Un cadavre de phoque

Ancien collaborateur de Jonathan Nossiter sur Mondovino, Juan Pittaluga est le fils d’un diplomate uruguayen destitué par la dictature à laquelle il s’était opposé. Son retour dans un pays paralysé par la peur s’avéra une épreuve et, sans travail, ayant vu ses amis lui tourner le dos, il mourut brutalement à 52 ans. Il n’est toutefois pas nécessaire de posséder les clés de la rêverie métaphysique que ce cinéaste a tirée de sa douleur.

Orlando Vargas dépasse de loin l’anecdote pour accéder à une élégie universelle. Plus encore que de l’irrémédiable solitude d’un homme traqué, il s’agit de la trace qu’il laisse, du désarroi transmis à ceux qui ne cessent de guetter un indice de ce qu’il fut.

Avant de se dissiper quelque part entre ces vagues houleuses, ce vent violent, ces ciels troublés, Vargas a loué une villa à Joséfina, près de la frontière brésilienne. C’est là que, un jour, on ne le voit pas revenir, c’est là qu’une voiture de police rôde, là que sa femme et son fils ont la patience de temporiser l’heure et le jour d’un hypothétique retour, et la sagesse, tout espoir englouti, de lui survivre en puisant dans ce qui leur reste de souvenirs, d’admiration ou de respect, et dans ce qu’il avait voulu leur transmettre.
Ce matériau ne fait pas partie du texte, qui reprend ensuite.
// crates/certsuite-usage-core/src/core/backend.rs
// ============================================================================
// Module: Store Backend Selection
// Description: Closed set of supported persistence backends.
// Purpose: Resolve the backend flag with an explicit default.
// Dependencies: none
// ============================================================================

//! ## Overview
//! The backend flag is free text in the environment (`DB_CHOICE`). It is
//! resolved once into [`StoreBackend`]; unrecognized or missing values fall
//! back to [`StoreBackend::Sqlite`], and [`BackendResolution`] records whether
//! that fallback happened so callers can report it.

// ============================================================================
// SECTION: Imports
// ============================================================================

use std::fmt;

// ============================================================================
// SECTION: Backend
// ============================================================================

/// Supported store backends.
#[derive(Debug, Clone, Copy, Default, PartialEq, Eq)]
pub enum StoreBackend {
    /// Embedded file-backed `SQLite` store.
    #[default]
    Sqlite,
    /// Networked Postgres server.
    Postgres,
}

/// Outcome of resolving a backend flag.
#[derive(Debug, Clone, PartialEq, Eq)]
pub enum BackendResolution {
    /// The flag named a supported backend.
    Recognized(StoreBackend),
    /// The flag was missing or blank; the default applies.
    Defaulted,
    /// The flag was not recognized; the default applies.
    Unrecognized(String),
}

impl BackendResolution {
    /// Returns the backend to use.
    #[must_use]
    pub const fn backend(&self) -> StoreBackend {
        match self {
            Self::Recognized(backend) => *backend,
            Self::Defaulted | Self::Unrecognized(_) => StoreBackend::Sqlite,
        }
    }
}

impl StoreBackend {
    /// Resolves a backend flag.
    ///
    /// `sqlite` and `local` select [`StoreBackend::Sqlite`]; `postgres`,
    /// `remote`, and `aws` select [`StoreBackend::Postgres`]. Matching is
    /// case-insensitive.
    #[must_use]
    pub fn resolve(flag: Option<&str>) -> BackendResolution {
        let Some(raw) = flag.map(str::trim).filter(|value| !value.is_empty()) else {
            return BackendResolution::Defaulted;
        };
        match raw.to_ascii_lowercase().as_str() {
            "sqlite" | "local" => BackendResolution::Recognized(Self::Sqlite),
            "postgres" | "postgresql" | "remote" | "aws" => {
                BackendResolution::Recognized(Self::Postgres)
            }
            _ => BackendResolution::Unrecognized(raw.to_string()),
        }
    }

    /// Resolves a backend flag, discarding how the result was reached.
    #[must_use]
    pub fn from_flag(flag: Option<&str>) -> Self {
        Self::resolve(flag).backend()
    }

    /// Returns the canonical flag value.
    #[must_use]
    pub const fn as_str(self) -> &'static str {
        match self {
            Self::Sqlite => "sqlite",
            Self::Postgres => "postgres",
        }
    }
}

impl fmt::Display for StoreBackend {
    fn fmt(&self, f: &mut fmt::Formatter<'_>) -> fmt::Result {
        f.write_str(self.as_str())
    }
}

// ============================================================================
// SECTION: Tests
// ============================================================================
Ce que Juan Pittaluga filme alors est de l’ordre de l’indicible. La mer se déchaîne, l’épouse a froid, le fils reste des heures sans bouger face à l’horizon, habité par une réflexion de son père : "Tu rêves pour moi !" Surréaliste, l’image d’un cadavre de phoque échoué sur la plage agit comme un révélateur. Le deuil va commencer.
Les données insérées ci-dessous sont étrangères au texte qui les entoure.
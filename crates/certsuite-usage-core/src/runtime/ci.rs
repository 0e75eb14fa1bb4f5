// crates/certsuite-usage-core/src/runtime/ci.rs
// ============================================================================
// Module: CI Job Aggregator
// Description: Test-result ingestion from the CI job-reporting API.
// Purpose: Upsert one row per job for jobs that exercised the product.
// Dependencies: crate::{core, interfaces}, tracing
// ============================================================================

//! ## Overview
//! A run fetches jobs from the trailing day, keeps the components whose name
//! references the product under test, and for each one sums the counters of
//! the job's certsuite JUnit report. Sums start from zero for every
//! component, so several relevant components on one job never inflate each
//! other. The resulting row replaces any stored row for the same job.

// ============================================================================
// SECTION: Imports
// ============================================================================

use tracing::debug;
use tracing::error;
use tracing::info;

use crate::core::Component;
use crate::core::ComponentRunRow;
use crate::core::Job;
use crate::core::JobResult;
use crate::core::ResultTotals;
use crate::core::UNKNOWN_COMMIT;
use crate::core::parse_ci_timestamp;
use crate::interfaces::CiClient;
use crate::interfaces::StoreOpener;
use crate::runtime::error::IngestError;
use crate::runtime::error::RunSummary;

// ============================================================================
// SECTION: Constants
// ============================================================================

/// Trailing window, in days, of CI jobs fetched per run.
pub const DAYS_BACK: u32 = 1;
/// Component name fragments identifying the product under test.
pub const RELEVANT_COMPONENT_MARKERS: [&str; 2] = ["cnf-certification-test", "certsuite"];
/// Result file whose counters are summed.
pub const CERTSUITE_REPORT_NAME: &str = "certsuite-tests_junit.xml";

// ============================================================================
// SECTION: Transforms
// ============================================================================

/// Returns the second whitespace-separated token of a component name.
///
/// `"certsuite abc123"` yields `"abc123"`; a single-token name yields
/// [`UNKNOWN_COMMIT`].
#[must_use]
pub fn extract_commit_hash(component_name: &str) -> String {
    component_name.split_whitespace().nth(1).unwrap_or(UNKNOWN_COMMIT).to_string()
}

/// Returns true when the component name references the product under test.
#[must_use]
pub fn is_relevant_component(component_name: &str) -> bool {
    RELEVANT_COMPONENT_MARKERS.iter().any(|marker| component_name.contains(marker))
}

/// Sums the counters of results named `report_name`.
#[must_use]
pub fn sum_report_results(results: &[JobResult], report_name: &str) -> ResultTotals {
    results.iter().filter(|result| result.name == report_name).fold(
        ResultTotals::default(),
        |totals, result| {
            totals
                + ResultTotals {
                    success: result.success,
                    failures: result.failures,
                    errors: result.errors,
                    skips: result.skips,
                }
        },
    )
}

/// Builds the rows a job contributes, one per relevant component.
///
/// # Errors
///
/// Returns [`IngestError::DatetimeParse`] when a job with relevant components
/// has an unparsable creation time, and a store validation error when the
/// job id or extracted commit is empty.
pub fn component_runs(job: &Job) -> Result<Vec<ComponentRunRow>, IngestError> {
    let relevant: Vec<&Component> =
        job.components.iter().filter(|component| is_relevant_component(&component.name)).collect();
    if relevant.is_empty() {
        return Ok(Vec::new());
    }
    let created_at = parse_ci_timestamp(&job.created_at)?;
    relevant
        .into_iter()
        .map(|component| {
            let totals = sum_report_results(&job.results, CERTSUITE_REPORT_NAME);
            ComponentRunRow::new(
                job.id.clone(),
                extract_commit_hash(&component.name),
                created_at,
                totals,
            )
            .map_err(IngestError::from)
        })
        .collect()
}

// ============================================================================
// SECTION: Aggregator
// ============================================================================

/// Ingests CI job results into a usage store.
pub struct CiJobAggregator<'a, C: ?Sized, S: ?Sized> {
    /// CI API client.
    client: &'a C,
    /// Store opened once per run.
    stores: &'a S,
}

impl<'a, C, S> CiJobAggregator<'a, C, S>
where
    C: CiClient + ?Sized,
    S: StoreOpener + ?Sized,
{
    /// Creates an aggregator.
    #[must_use]
    pub const fn new(client: &'a C, stores: &'a S) -> Self {
        Self {
            client,
            stores,
        }
    }

    /// Fetches the trailing day of jobs and upserts their component runs.
    ///
    /// # Errors
    ///
    /// Returns [`IngestError`] on the first fetch, parse, or store failure.
    pub fn run(&self) -> Result<RunSummary, IngestError> {
        let store = self.stores.open()?;
        info!(days_back = DAYS_BACK, "fetching ci jobs");
        let pages = self.client.jobs(DAYS_BACK).map_err(|err| {
            error!(error = %err, "ci fetch failed");
            IngestError::Fetch(err)
        })?;
        info!(pages = pages.len(), "fetched ci job pages");

        let mut summary = RunSummary::default();
        for job in pages.iter().flat_map(|page| page.jobs.iter()) {
            summary.fetched += 1;
            let rows = component_runs(job).map_err(|err| {
                error!(job_id = %job.id, error = %err, "ci job rejected");
                err
            })?;
            for row in rows {
                debug!(
                    job_id = %row.job_id,
                    commit = %row.commit_hash,
                    success = row.totals.success,
                    failures = row.totals.failures,
                    errors = row.totals.errors,
                    skips = row.totals.skips,
                    "upserting component run"
                );
                store.upsert_component_run(&row).map_err(|err| {
                    error!(job_id = %row.job_id, commit = %row.commit_hash, error = %err, "component run write failed");
                    err
                })?;
                summary.upserts += 1;
            }
        }
        info!(jobs = summary.fetched, upserts = summary.upserts, "stored ci component runs");
        Ok(summary)
    }
}

// ============================================================================
// SECTION: Tests
// ============================================================================

#[cfg(test)]
mod tests {
    #![allow(clippy::expect_used, reason = "Unit tests use expect for setup clarity.")]

    use super::*;

    fn result(name: &str, success: i64, failures: i64, errors: i64, skips: i64) -> JobResult {
        JobResult {
            name: name.to_string(),
            success,
            failures,
            errors,
            skips,
        }
    }

    fn job(components: &[&str], results: Vec<JobResult>) -> Job {
        Job {
            id: "job-1".to_string(),
            created_at: "2024-11-26T12:00:00.123456".to_string(),
            components: components
                .iter()
                .map(|name| Component {
                    name: (*name).to_string(),
                })
                .collect(),
            results,
        }
    }

    #[test]
    fn commit_hash_takes_second_token() {
        assert_eq!(extract_commit_hash("certsuite abc123"), "abc123");
        assert_eq!(extract_commit_hash("certsuite   abc123 extra"), "abc123");
    }

    #[test]
    fn commit_hash_defaults_to_unknown() {
        assert_eq!(extract_commit_hash("certsuite"), UNKNOWN_COMMIT);
        assert_eq!(extract_commit_hash("certsuite "), UNKNOWN_COMMIT);
        assert_eq!(extract_commit_hash(""), UNKNOWN_COMMIT);
    }

    #[test]
    fn relevance_matches_either_marker() {
        assert!(is_relevant_component("cnf-certification-test v1.0"));
        assert!(is_relevant_component("certsuite abc123"));
        assert!(!is_relevant_component("unrelated-tool 2.0"));
    }

    #[test]
    fn report_sum_ignores_other_result_files() {
        let results = vec![
            result(CERTSUITE_REPORT_NAME, 10, 2, 1, 5),
            result("other_junit.xml", 100, 100, 100, 100),
            result(CERTSUITE_REPORT_NAME, 1, 1, 1, 1),
        ];
        let totals = sum_report_results(&results, CERTSUITE_REPORT_NAME);
        assert_eq!(
            totals,
            ResultTotals {
                success: 11,
                failures: 3,
                errors: 2,
                skips: 6,
            }
        );
    }

    #[test]
    fn unrelated_components_produce_no_rows() {
        let rows = component_runs(&job(&["unrelated-tool 2.0"], Vec::new())).expect("rows");
        assert!(rows.is_empty());
    }

    #[test]
    fn unrelated_job_with_bad_timestamp_is_skipped() {
        let mut unrelated = job(&["unrelated-tool 2.0"], Vec::new());
        unrelated.created_at = "not a timestamp".to_string();
        assert!(component_runs(&unrelated).expect("rows").is_empty());
    }

    #[test]
    fn sums_reset_for_each_relevant_component() {
        let rows = component_runs(&job(
            &["certsuite abc123", "cnf-certification-test def456"],
            vec![result(CERTSUITE_REPORT_NAME, 4, 1, 0, 2)],
        ))
        .expect("rows");
        assert_eq!(rows.len(), 2);
        assert_eq!(rows[0].commit_hash, "abc123");
        assert_eq!(rows[1].commit_hash, "def456");
        for row in &rows {
            assert_eq!(
                row.totals,
                ResultTotals {
                    success: 4,
                    failures: 1,
                    errors: 0,
                    skips: 2,
                }
            );
        }
    }

    #[test]
    fn relevant_job_with_bad_timestamp_fails() {
        let mut relevant = job(&["certsuite abc123"], Vec::new());
        relevant.created_at = "not a timestamp".to_string();
        assert!(matches!(component_runs(&relevant), Err(IngestError::DatetimeParse(_))));
    }
}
Dans le respect de ce dont Orlando Vargas était pétri : l’introspection. "Où est papa ?", demande le gamin. Sa mère ne répond pas. Elle se contentera de démentir ceux qui gambergent sur une brouille conjugale, elle remettra ses pas dans les siens, jusqu’à ce bar, au bord du sable, où le défunt avait l’habitude de venir boire et échanger quelques mots avec le serveur. "De quoi parliez-vous ?" Il avait le spleen botaniste, dissertant sur l’art de vivre ensemble, comme les sapins, ou séparément, comme les palmiers. Pour ceux qu’il a laissés démunis, cet héritage a valeur de trésor.